I went to Area 51 to try to expose them, what I found made me question reality

I used to think the world made sense.

Not in some deep philosophical way either, I just believed there was always an explanation for things. Governments lied, Corporations covered things up, Strange things happened sometimes. But underneath all of it, reality itself was still stable. Solid, Logical.

That belief died in the Nevada desert.

For years, I’d been obsessed with Area 51. Not the fake internet version full of alien memes and edited UFO videos, but the real place. The locked-down military base nobody could fully explain. Every leaked document, every blurry satellite image, every story from former employees only made me more convinced there was something buried out there that the public was never supposed to know.

So I made a plan.

I spent months studying maps, patrol schedules, terrain routes, and old online forum posts from people who claimed they had gotten close before. Most of them sounded insane, but buried inside all the nonsense were patterns. Blind spots. Weak points. Places where security seemed strangely lighter than it should’ve been.

The first fence was almost disappointingly easy.

No alarms went off. No floodlights snapped toward me. No helicopters appeared overhead. There were just warning signs half-buried in the sand and endless silence stretching across the desert.

That silence was the first thing that felt wrong.

The desert shouldn’t have been that quiet. No insects. No wind against the rocks. Nothing. It felt less like a place and more like the world itself had muted everything around me.

I kept moving anyway.

About an hour after crossing into restricted territory, I noticed lights beneath the ground. Thin white streaks glowing under the desert surface like veins under skin. At first I thought it was some kind of buried electrical system.

Then the lights started moving.

Something was traveling beneath me.

I froze there in the dark, staring down at the glowing trails as they shifted underneath the sand in massive patterns that stretched farther than I could see. It looked less like machinery and more like something alive moving underground.

I should’ve turned around.

Instead, I followed them.

Eventually they led me to a circular metal hatch partially buried beneath layers of sand and rock. There were no warning labels, no military markings, nothing except a strange symbol carved into the surface.
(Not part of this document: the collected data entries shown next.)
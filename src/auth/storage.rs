// Persisted session state ("local storage")

use anyhow::{anyhow, Context, Result};
use dashmap::DashMap;
use rusqlite::{Connection, OptionalExtension};
use std::path::{Path, PathBuf};
use std::sync::Mutex;

/// Key/value storage backing the identity provider client
///
/// Lookups are local and fast, so the trait is synchronous.
pub trait SessionStore: Send + Sync {
    fn get(&self, key: &str) -> Result<Option<String>>;
    fn set(&self, key: &str, value: &str) -> Result<()>;
    fn remove(&self, key: &str) -> Result<()>;
    fn keys(&self) -> Result<Vec<String>>;
}

/// SQLite-backed store, survives process restarts
pub struct SqliteStore {
    conn: Mutex<Connection>,
    path: Option<PathBuf>,
}

impl SqliteStore {
    /// Open (or create) the database file
    pub fn open(path: &Path) -> Result<Self> {
        if let Some(parent) = path.parent() {
            if !parent.as_os_str().is_empty() {
                std::fs::create_dir_all(parent).with_context(|| {
                    format!("Failed to create session directory: {}", parent.display())
                })?;
            }
        }

        let conn = Connection::open(path)
            .with_context(|| format!("Failed to open SQLite database: {}", path.display()))?;
        tracing::debug!("Session store opened at {}", path.display());
        Self::init(conn, Some(path.to_path_buf()))
    }

    /// In-memory database, nothing is persisted
    pub fn open_in_memory() -> Result<Self> {
        let conn = Connection::open_in_memory().context("Failed to open in-memory SQLite")?;
        Self::init(conn, None)
    }

    fn init(conn: Connection, path: Option<PathBuf>) -> Result<Self> {
        conn.execute(
            "CREATE TABLE IF NOT EXISTS auth_kv (key TEXT PRIMARY KEY, value TEXT NOT NULL)",
            [],
        )
        .context("Failed to create auth_kv table")?;

        Ok(Self {
            conn: Mutex::new(conn),
            path,
        })
    }

    /// Database location, `None` for in-memory stores
    pub fn path(&self) -> Option<&Path> {
        self.path.as_deref()
    }

    fn with_conn<T>(&self, f: impl FnOnce(&Connection) -> Result<T>) -> Result<T> {
        let conn = self
            .conn
            .lock()
            .map_err(|_| anyhow!("Session store lock poisoned"))?;
        f(&conn)
    }
}

impl SessionStore for SqliteStore {
    fn get(&self, key: &str) -> Result<Option<String>> {
        self.with_conn(|conn| {
            conn.query_row("SELECT value FROM auth_kv WHERE key = ?", [key], |row| {
                row.get(0)
            })
            .optional()
            .with_context(|| format!("Failed to read '{}' from session store", key))
        })
    }

    fn set(&self, key: &str, value: &str) -> Result<()> {
        self.with_conn(|conn| {
            conn.execute(
                "INSERT INTO auth_kv (key, value) VALUES (?1, ?2)
                 ON CONFLICT(key) DO UPDATE SET value = excluded.value",
                [key, value],
            )
            .with_context(|| format!("Failed to write '{}' to session store", key))?;
            Ok(())
        })
    }

    fn remove(&self, key: &str) -> Result<()> {
        self.with_conn(|conn| {
            conn.execute("DELETE FROM auth_kv WHERE key = ?", [key])
                .with_context(|| format!("Failed to remove '{}' from session store", key))?;
            Ok(())
        })
    }

    fn keys(&self) -> Result<Vec<String>> {
        self.with_conn(|conn| {
            let mut stmt = conn
                .prepare("SELECT key FROM auth_kv ORDER BY key")
                .context("Failed to list session store keys")?;
            let keys = stmt
                .query_map([], |row| row.get(0))?
                .collect::<rusqlite::Result<Vec<String>>>()?;
            Ok(keys)
        })
    }
}

/// Thread-safe in-memory store
#[derive(Default)]
pub struct MemoryStore {
    entries: DashMap<String, String>,
}

impl MemoryStore {
    pub fn new() -> Self {
        Self::default()
    }
}

impl SessionStore for MemoryStore {
    fn get(&self, key: &str) -> Result<Option<String>> {
        Ok(self.entries.get(key).map(|entry| entry.value().clone()))
    }

    fn set(&self, key: &str, value: &str) -> Result<()> {
        self.entries.insert(key.to_string(), value.to_string());
        Ok(())
    }

    fn remove(&self, key: &str) -> Result<()> {
        self.entries.remove(key);
        Ok(())
    }

    fn keys(&self) -> Result<Vec<String>> {
        let mut keys: Vec<String> = self.entries.iter().map(|e| e.key().clone()).collect();
        keys.sort();
        Ok(keys)
    }
}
The second I looked directly at it, my head started pounding.

It’s hard to explain. The symbol didn’t look unnatural at first glance, but the longer I stared at it, the more impossible it became. My eyes couldn’t seem to focus on it properly. It felt like my brain was rejecting the shape itself.

I pulled out my camera to record it.

The screen immediately glitched.

Static flooded across the display for a few seconds before an image appeared. At first I thought it was live footage. Then I realized what I was looking at hadn’t happened yet.

It was me.

Standing in a hallway somewhere underground. Blood covered the side of my face. I was shaking, crying, staring directly into the camera.

Then the footage cut out.

I remember whispering, “What the hell…”

The hatch wasn’t locked.

That terrified me more than anything else could have.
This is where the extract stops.